▶ **WHAT YOU SHOULD DO**
Up to and including the line with "at the origin.", output the records exactly as they appear.

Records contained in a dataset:
---
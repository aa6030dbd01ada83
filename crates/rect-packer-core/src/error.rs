use thiserror::Error;

#[derive(Debug, Error)]
pub enum PackError {
    #[error("Invalid dimensions for rectangle {index}: {width}x{height}")]
    InvalidDimension { index: usize, width: u32, height: u32 },
    #[error("Packing invariant violated: {0}")]
    InvariantViolation(String),
    #[error("Invalid configuration: {0}")]
    InvalidConfig(String),
    #[error("I/O error: {0}")]
    Io(#[from] std::io::Error),
    #[cfg(feature = "image")]
    #[error("Image error: {0}")]
    Image(#[from] image::ImageError),
}

pub type Result<T> = std::result::Result<T, PackError>;
use serde::{Deserialize, Serialize};

/// Input size of a rectangle to pack (pixels).
#[derive(Debug, Clone, Copy, Serialize, Deserialize, PartialEq, Eq, Hash)]
pub struct Size {
    pub w: u32,
    pub h: u32,
}

impl Size {
    pub fn new(w: u32, h: u32) -> Self {
        Self { w, h }
    }
    /// Packing priority key (`w + h`). Equal keys share a shelf.
    pub fn semi_perimeter(&self) -> u64 {
        self.w as u64 + self.h as u64
    }
    pub fn area(&self) -> u64 {
        (self.w as u64) * (self.h as u64)
    }
}

impl From<(u32, u32)> for Size {
    fn from((w, h): (u32, u32)) -> Self {
        Self { w, h }
    }
}

/// Axis-aligned rectangle (pixels). `x,y` is top-left; `w,h` are sizes.
#[derive(Debug, Clone, Copy, Default, Serialize, Deserialize, PartialEq, Eq)]
pub struct Rect {
    pub x: u32,
    pub y: u32,
    pub w: u32,
    pub h: u32,
}

impl Rect {
    pub fn new(x: u32, y: u32, w: u32, h: u32) -> Self {
        Self { x, y, w, h }
    }
    /// Exclusive right edge (`x + w`).
    pub fn x_end(&self) -> u32 {
        self.x + self.w
    }
    /// Exclusive bottom edge (`y + h`).
    pub fn y_end(&self) -> u32 {
        self.y + self.h
    }
    pub fn size(&self) -> Size {
        Size::new(self.w, self.h)
    }
    /// Strict interval overlap on both axes; shared edges do not overlap.
    pub fn overlaps(&self, other: &Rect) -> bool {
        other.y < self.y_end()
            && self.y < other.y_end()
            && other.x < self.x_end()
            && self.x < other.x_end()
    }
    /// Returns true if `self` lies fully inside a `width` x `height` canvas anchored at the origin.
    pub fn fits_canvas(&self, width: u32, height: u32) -> bool {
        self.x_end() <= width && self.y_end() <= height
    }
}

/// Result of a packing run.
///
/// `placements[i]` is the placed rectangle for input `i`; input order is preserved
/// even though rectangles are placed in priority order.
#[derive(Debug, Clone, Default, Serialize, Deserialize, PartialEq, Eq)]
pub struct PackResult {
    pub placements: Vec<Rect>,
    pub canvas_width: u32,
    pub canvas_height: u32,
}

impl PackResult {
    pub fn len(&self) -> usize {
        self.placements.len()
    }
    pub fn is_empty(&self) -> bool {
        self.placements.is_empty()
    }
    /// Top-left position of input `index`.
    pub fn position(&self, index: usize) -> Option<(u32, u32)> {
        self.placements.get(index).map(|r| (r.x, r.y))
    }

    /// Computes packing statistics for this result.
    pub fn stats(&self) -> PackStats {
        let canvas_area = (self.canvas_width as u64) * (self.canvas_height as u64);
        let used_area: u64 = self.placements.iter().map(|r| r.size().area()).sum();
        let occupancy = if canvas_area > 0 {
            used_area as f64 / canvas_area as f64
        } else {
            0.0
        };
        PackStats {
            num_rects: self.placements.len(),
            canvas_width: self.canvas_width,
            canvas_height: self.canvas_height,
            canvas_area,
            used_area,
            occupancy,
        }
    }
}

/// A placed rectangle carrying a user key.
#[derive(Debug, Clone, Serialize, Deserialize)]
pub struct Frame<K = String> {
    /// User-specified key (e.g., sprite name).
    pub key: K,
    /// Placed rectangle on the canvas.
    pub frame: Rect,
}

/// Keyed packing result, frames in input order.
#[derive(Debug, Clone, Serialize, Deserialize)]
pub struct Layout<K = String> {
    pub width: u32,
    pub height: u32,
    pub frames: Vec<Frame<K>>,
}

impl<K> Layout<K> {
    pub fn stats(&self) -> PackStats {
        PackResult {
            placements: self.frames.iter().map(|f| f.frame).collect(),
            canvas_width: self.width,
            canvas_height: self.height,
        }
        .stats()
    }
}

/// Statistics about packing efficiency.
#[derive(Debug, Clone, Copy, Serialize, Deserialize)]
pub struct PackStats {
    /// Number of rectangles placed.
    pub num_rects: usize,
    pub canvas_width: u32,
    pub canvas_height: u32,
    /// `canvas_width * canvas_height`.
    pub canvas_area: u64,
    /// Sum of rectangle areas.
    pub used_area: u64,
    /// Occupancy ratio: used_area / canvas_area (0.0 to 1.0).
    /// Higher is better (less wasted space).
    pub occupancy: f64,
}

impl PackStats {
    /// Returns a human-readable summary of the statistics.
    pub fn summary(&self) -> String {
        format!(
            "Rects: {}, Canvas: {}x{}, Occupancy: {:.2}%, Canvas Area: {} px², Used Area: {} px²",
            self.num_rects,
            self.canvas_width,
            self.canvas_height,
            self.occupancy * 100.0,
            self.canvas_area,
            self.used_area,
        )
    }

    /// Returns wasted space in pixels.
    pub fn wasted_area(&self) -> u64 {
        self.canvas_area.saturating_sub(self.used_area)
    }

    /// Returns wasted space as a percentage (0.0 to 100.0).
    pub fn waste_percentage(&self) -> f64 {
        if self.canvas_area > 0 {
            (self.wasted_area() as f64 / self.canvas_area as f64) * 100.0
        } else {
            0.0
        }
    }
}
---
▶ **ANSWER**
repository aa6030dbd01ada83
filename crates/rect-packer-core/src/error.rs
use thiserror::Error;

#[derive(Debug, Error)]
pub enum PackError {
    #[error("Invalid dimensions for rectangle {index}: {width}x{height}")]
    InvalidDimension { index: usize, width: u32, height: u32 },
    #[error("Packing invariant violated: {0}")]
    InvariantViolation(String),
    #[error("Invalid configuration: {0}")]
    InvalidConfig(String),
    #[error("I/O error: {0}")]
    Io(#[from] std::io::Error),
    #[cfg(feature = "image")]
    #[error("Image error: {0}")]
    Image(#[from] image::ImageError),
}

pub type Result<T> = std::result::Result<T, PackError>;
use serde::{Deserialize, Serialize};

/// Input size of a rectangle to pack (pixels).
#[derive(Debug, Clone, Copy, Serialize, Deserialize, PartialEq, Eq, Hash)]
pub struct Size {
    pub w: u32,
    pub h: u32,
}

impl Size {
    pub fn new(w: u32, h: u32) -> Self {
        Self { w, h }
    }
    /// Packing priority key (`w + h`). Equal keys share a shelf.
    pub fn semi_perimeter(&self) -> u64 {
        self.w as u64 + self.h as u64
    }
    pub fn area(&self) -> u64 {
        (self.w as u64) * (self.h as u64)
    }
}

impl From<(u32, u32)> for Size {
    fn from((w, h): (u32, u32)) -> Self {
        Self { w, h }
    }
}

/// Axis-aligned rectangle (pixels). `x,y` is top-left; `w,h` are sizes.
#[derive(Debug, Clone, Copy, Default, Serialize, Deserialize, PartialEq, Eq)]
pub struct Rect {
    pub x: u32,
    pub y: u32,
    pub w: u32,
    pub h: u32,
}

impl Rect {
    pub fn new(x: u32, y: u32, w: u32, h: u32) -> Self {
        Self { x, y, w, h }
    }
    /// Exclusive right edge (`x + w`).
    pub fn x_end(&self) -> u32 {
        self.x + self.w
    }
    /// Exclusive bottom edge (`y + h`).
    pub fn y_end(&self) -> u32 {
        self.y + self.h
    }
    pub fn size(&self) -> Size {
        Size::new(self.w, self.h)
    }
    /// Strict interval overlap on both axes; shared edges do not overlap.
    pub fn overlaps(&self, other: &Rect) -> bool {
        other.y < self.y_end()
            && self.y < other.y_end()
            && other.x < self.x_end()
            && self.x < other.x_end()
    }
    /// Returns true if `self` lies fully inside a `width` x `height` canvas anchored at the origin.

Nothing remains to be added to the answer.